Agents Don't Need Seats. But They Still Cost Money.

Agents Don't Need Seats. But They Still Cost Money.

OpenAI moved workspace agents to token-based credit pricing on July 6. Cost now scales with what the agent actually does, not whether it was invoked. That sounds like progress. It is also a new category of financial risk that most enterprise procurement teams have not priced in.

The $234B SaaS-at-risk number gets quoted as a vendor problem, and it is one. But the other side of that equation doesn't get discussed: when your agents replace seat-licensed users, the seat cost goes away. The agent's token spend is now variable, usage-driven, and almost completely invisible to the budget owners who approved the AI initiative in the first place.

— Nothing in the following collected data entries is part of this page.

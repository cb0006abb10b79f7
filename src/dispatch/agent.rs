//! The downstream agent invocation boundary.
//!
//! The runtime behind it is opaque: invocations are slow, responses stream in
//! chunks, and failures can happen before or mid-stream. Everything above
//! this module talks to [`AgentInvoker`] only.

use std::{sync::Arc, time::Duration};

use bytes::Bytes;
use futures_util::{StreamExt, stream::BoxStream};
use serde::Serialize;
use thiserror::Error;
use tracing::debug;
use url::Url;

/// Chunked agent response body.
pub type AgentChunkStream = BoxStream<'static, Result<Bytes, AgentError>>;

/// One invocation of the rebalancing agent.
#[derive(Debug, Clone, PartialEq, Eq)]
pub struct InvocationRequest {
    pub session_id: String,
    pub input_text: String,
}

#[derive(Debug, Clone, Error)]
pub enum AgentError {
    /// Could not reach the runtime at all.
    #[error("agent transport error: {0}")]
    Transport(Arc<reqwest::Error>),
    #[error("agent invocation timed out")]
    Timeout,
    /// The runtime answered with a non-success status.
    #[error("agent rejected invocation with status {status}: {message}")]
    Rejected { status: u16, message: String },
    /// The response started but the chunk stream broke.
    #[error("agent response stream failed: {0}")]
    Stream(Arc<reqwest::Error>),
}

impl AgentError {
    /// Transient failures are retried; everything else dead-letters.
    /// A rejection is transient only for throttling and server-side errors.
    #[must_use]
    pub fn is_transient(&self) -> bool {
        match self {
            Self::Transport(_) | Self::Timeout | Self::Stream(_) => true,
            Self::Rejected { status, .. } => *status == 429 || *status >= 500,
        }
    }
}

impl From<reqwest::Error> for AgentError {
    fn from(error: reqwest::Error) -> Self {
        if error.is_timeout() {
            Self::Timeout
        } else {
            Self::Transport(Arc::new(error))
        }
    }
}

/// Invokes the agent runtime and yields the streamed response.
pub trait AgentInvoker: Clone + Send + Sync + 'static {
    fn invoke(
        &self,
        request: InvocationRequest,
    ) -> impl Future<Output = Result<AgentChunkStream, AgentError>> + Send;
}

#[derive(Serialize)]
struct InvokeBody<'a> {
    #[serde(rename = "inputText")]
    input_text: &'a str,
    #[serde(rename = "enableTrace")]
    enable_trace: bool,
}

/// HTTP client for the agent runtime's invoke endpoint.
#[derive(Clone, Debug)]
pub struct HttpAgentInvoker {
    client: reqwest::Client,
    endpoint: Url,
    agent_id: String,
    agent_alias_id: String,
    invoke_timeout: Duration,
}

impl HttpAgentInvoker {
    #[must_use]
    pub fn new(
        endpoint: Url,
        agent_id: String,
        agent_alias_id: String,
        invoke_timeout: Duration,
    ) -> Self {
        Self {
            client: reqwest::Client::new(),
            endpoint,
            agent_id,
            agent_alias_id,
            invoke_timeout,
        }
    }

    fn invoke_url(&self, session_id: &str) -> String {
        format!(
            "{}/agents/{}/agentAliases/{}/sessions/{}/text",
            self.endpoint.as_str().trim_end_matches('/'),
            self.agent_id,
            self.agent_alias_id,
            session_id,
        )
    }
}

impl AgentInvoker for HttpAgentInvoker {
    async fn invoke(&self, request: InvocationRequest) -> Result<AgentChunkStream, AgentError> {
        let url = self.invoke_url(&request.session_id);
        debug!(session_id = %request.session_id, "Invoking agent runtime");

        let response = self
            .client
            .post(&url)
            // Covers connect, request and the whole streamed body.
            .timeout(self.invoke_timeout)
            .json(&InvokeBody {
                input_text: &request.input_text,
                enable_trace: false,
            })
            .send()
            .await?;

        let status = response.status();
        if !status.is_success() {
            let message = response.text().await.unwrap_or_default();
            return Err(AgentError::Rejected {
                status: status.as_u16(),
                message,
            });
        }

        Ok(response
            .bytes_stream()
            .map(|chunk| chunk.map_err(|e| AgentError::Stream(Arc::new(e))))
            .boxed())
    }
}
use thiserror::Error;

use crate::{chain::ChainError, store::StoreError};

/// Anything that aborts a scan pass. The checkpoint never advances past a
/// pass that ended in one of these.
#[derive(Debug, Error)]
pub enum BridgeError {
    #[error(transparent)]
    Chain(#[from] ChainError),
    #[error(transparent)]
    Store(#[from] StoreError),
    #[error("dispatch task failed: {0}")]
    Task(#[from] tokio::task::JoinError),
}
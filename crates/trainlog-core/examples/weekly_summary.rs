//! Example of using trainlog-core directly from Rust.

use std::path::PathBuf;

use trainlog_core::{compute_summary, storage, Session, WeekLabel};

fn main() -> Result<(), Box<dyn std::error::Error>> {
    let store = PathBuf::from("./data/example_store.csv");
    let week = WeekLabel::current().to_string();

    // 1. Log a short session
    let mut session = Session::new();
    session.add("Sentadilla", &week, 100.0, 5)?;
    session.add("Sentadilla", &week, 105.0, 5)?;
    session.add("Sentadilla", &week, 110.0, 3)?;
    let saved = session.save(&store)?;
    println!("Saved {} sets for {}", saved.len(), week);

    // 2. Recompute the summary from the whole store
    let records = storage::load_records(&store)?;
    for row in compute_summary(&records) {
        println!(
            "{:<12} {:<18} {:>7.1} kg  1RM {:>7.2}  intensity {:>6.2}%",
            row.exercise, row.week, row.mean_weight, row.estimated_one_rep_max, row.intensity_pct
        );
    }

    Ok(())
}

I've had this conversation with finance leaders at our clients. They approved a headcount-equivalent budget for AI tooling. Clean line item. No one told them the agent would run autonomously at 3 am processing a batch job, and that the token bill from that one run would exceed the monthly seat cost it replaced. That gap is not theoretical anymore. Our teams are in these environments. We are watching it happen... in real time.

FinOps teams are already feeling this: 98% now manage AI spend as a priority. But most enterprise procurement and legal functions haven't caught up to what token-based pricing actually means at agent scale. You've traded a predictable cost model (seats) for an unpredictable one (token consumption that scales with agent autonomy and usage). Governance needs to cover the spend model, not just the behavior.

Has your organization built a financial governance model for agent token spend? Not a budget line. A model: who owns the forecast, who gets alerted when consumption spikes, who can throttle a runaway agent at any time? If that accountability doesn't exist, you don't have an AI governance program. You have an AI experiment with an open tab.